So how does she sum up her time as an NFL coach now that her internship is complete?
"Better than I could have possibly imagined," Welter told CNN's Rachel Nichols. "I love those guys. I love the team. From start to finish, it was exciting. They were respectful, they were receptive, and we all became really good friends with a lot of football and respect in between."
"Because I cared as much about them as people as I did about them as players, and I actually really know football," Welter said.
A new era for women coaching men
There's no doubt that it's different now. Becky Hammon
and Nancy Lieberman are assistant coaches for the NBA's San Antonio Spurs and Sacramento Kings, respectively. This summer, Hammon led the Spurs to the Las Vegas Summer League title as a head coach. In tennis, Andy Murray's coach is Amelie Mauresmo
, who became just the second woman to coach a top-10 men's player.
In fact, Welter wasn't the only female pioneer in the NFL this season. Sarah Thomas is the NFL's first female official
, and she will be a line judge for the 2015 season.
But the NFL coaching barrier was undoubtedly a tough hurdle for a woman to clear. The first test for Welter was proving she belonged.
From her previous experience as a player -- Welter played 14 seasons of professional football, mostly in the Women's Football Alliance -- she knew that just being on the Cardinals' coaching staff wasn't going to automatically earn respect. At first, she just watched. Soon, Welter said, she figured out that she could help players in certain areas, such as technique.
"If they try what I gave them, and it worked, they'd come back and they'd be like, 'Coach,did you see that?'" Welter said. "'Man, that worked. What else do you got?' And it kind of just slowly evolved that way."
It also helped that Welter -- who had also made history in 2014 when she had carries at running back for the Texas Revolution of the Indoor Football League, a men's league -- had been in the trenches. They wanted to know about her. They watched film of her playing days. When there was down time to talk, Welter and the players shared their lives and stories, "because they were curious about me," Welter said.
Welter also connected to her Cardinals players in a way that no one else had ever done for them before. Before every preseason game, she left them handwritten notes in their lockers, saying it was something she would have liked back when she played. With linebacker being such a mentally heavy position -- it's similar to being the quarterback of the defense -- Welter saw some "paralysis by analysis" in some of the younger players. Welter wanted to reinforce the things they had talked about during the week with those locker room notes.

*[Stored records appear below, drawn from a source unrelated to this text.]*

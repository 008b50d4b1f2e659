//! Config directory, profile and file name overrides.
//!
//! Each resolver takes the value the host obtained elsewhere (usually a
//! command-line flag) and lets the environment replace it.

use crate::overlay::log_environment_override;
use crate::snapshot::EnvSnapshot;
use bootstrap_ports::LoggerPort;

/// Config directory override.
pub const ENV_CONF_DIR: &str = "EDGEX_CONF_DIR";
/// Profile override.
pub const ENV_PROFILE: &str = "EDGEX_PROFILE";
/// Legacy profile override.
pub const ENV_V1_PROFILE: &str = "edgex_profile";
/// Config file name override.
pub const ENV_CONFIG_FILE: &str = "EDGEX_CONFIG_FILE";
/// Config directory used when nothing else is set.
pub const DEFAULT_CONF_DIR: &str = "./res";

const PROFILE_SEPARATOR: char = '/';

/// Config directory: the environment wins, then `configured`, then
/// [`DEFAULT_CONF_DIR`].
pub fn resolve_conf_dir(env: &EnvSnapshot, logger: &dyn LoggerPort, configured: &str) -> String {
    let dir = match env.value(ENV_CONF_DIR) {
        Some(value) => {
            log_environment_override(logger, "-c/-confdir", ENV_CONF_DIR, value);
            value
        },
        None => configured,
    };
    if dir.is_empty() {
        DEFAULT_CONF_DIR.to_owned()
    } else {
        dir.to_owned()
    }
}

/// Profile directory, with a trailing `/` when non-empty.
pub fn resolve_profile_dir(env: &EnvSnapshot, logger: &dyn LoggerPort, configured: &str) -> String {
    let profile = match env.first_value(&[ENV_PROFILE, ENV_V1_PROFILE]) {
        Some((key, value)) => {
            log_environment_override(logger, "-p/-profile", key, value);
            value
        },
        None => configured,
    };
    if profile.is_empty() {
        String::new()
    } else {
        format!("{profile}{PROFILE_SEPARATOR}")
    }
}

/// Config file name: the environment wins over `configured`.
pub fn resolve_config_file_name(env: &EnvSnapshot, logger: &dyn LoggerPort, configured: &str) -> String {
    match env.value(ENV_CONFIG_FILE) {
        Some(value) => {
            log_environment_override(logger, "-f/-file", ENV_CONFIG_FILE, value);
            value.to_owned()
        },
        None => configured.to_owned(),
    }
}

"They loved it," Welter said. "And I found that out because they shared it with the media. I didn't share it. I wouldn't have because that was personal; that was from me to them. But they did."
Originally turned down an opportunity
Welter said despite playing football for 14 years, it was never a dream to coach. She never even contemplated it. How could she possibly have dreamed about something like that as a girl, about something that just didn't happen?
Instead, it was a former NFL player who convinced her that she should take the plunge. Wendell Davis, coaching the Texas Revolution, told Welter he had seen how the players had responded to her and knew her passion and knowledge of the game.
Welter said she originally told Davis no to his coaching offer, but Davis said he had already told the players that Welter would do it.
And with that, in February, Welter became the first female coach in a men's professional football league, coaching linebackers and special teams.
At the NFL owners meetings in Arizona in March, Cardinals head coach Bruce Arians was asked about the possibility of women coaching in the NFL.
"The minute they can prove they can make a player better, they'll be hired," he said.
Soon after that, Arians heard from the Davis, saying the organization had a woman on the coaching staff that was worth a look.
Welter -- who holds a master's degree in sport psychology and a doctorate in psychology -- believes that while the playing component will be key in terms of other female ground breakers, there could be other paths for women to NFL coaching staffs, as there are educated men and women out there who learned the game despite not playing.
"You can learn it without playing," Welter said. "But I think for the first woman to be kind of that figurehead, I think they'll have to kind of see the highlights, kind of be without a doubt, like this was a ballplayer and I respect this person beyond gender. I respect them for what they did for the game. I think when you have that, it will open up the doors and make them more receptive.
"We now proved that guys can be coached be women. We've proved that without a shadow of doubt. So now that opens the door to other women who really knew their stuff."
'Now it's possible'
So now that history has been made, how does it change for girls? The answer is in how they dream.
Much like the women who stepped into the then-forbidden world of working in the sports media, girls can now see that working as an NFL coach is a viable option.
Welter, speaking to CNN's Nichols:
"Just like you and other brave ladies have done in the media, and stepped into basically the no-fly zone, it's given girls that dream. Because they can look at you in media and picture, 'I want to be like her some day.' They can look at me on an NFL sideline coaching these guys and be like, 'I want to be like her someday.'
"It's another dream that we as women, especially in sports, have been very limited in what we can dream. And now it's possible. And that's the best thing to know. Because though it wasn't a dream I had, now every little girl who loves football can grow up with that dream or one similar."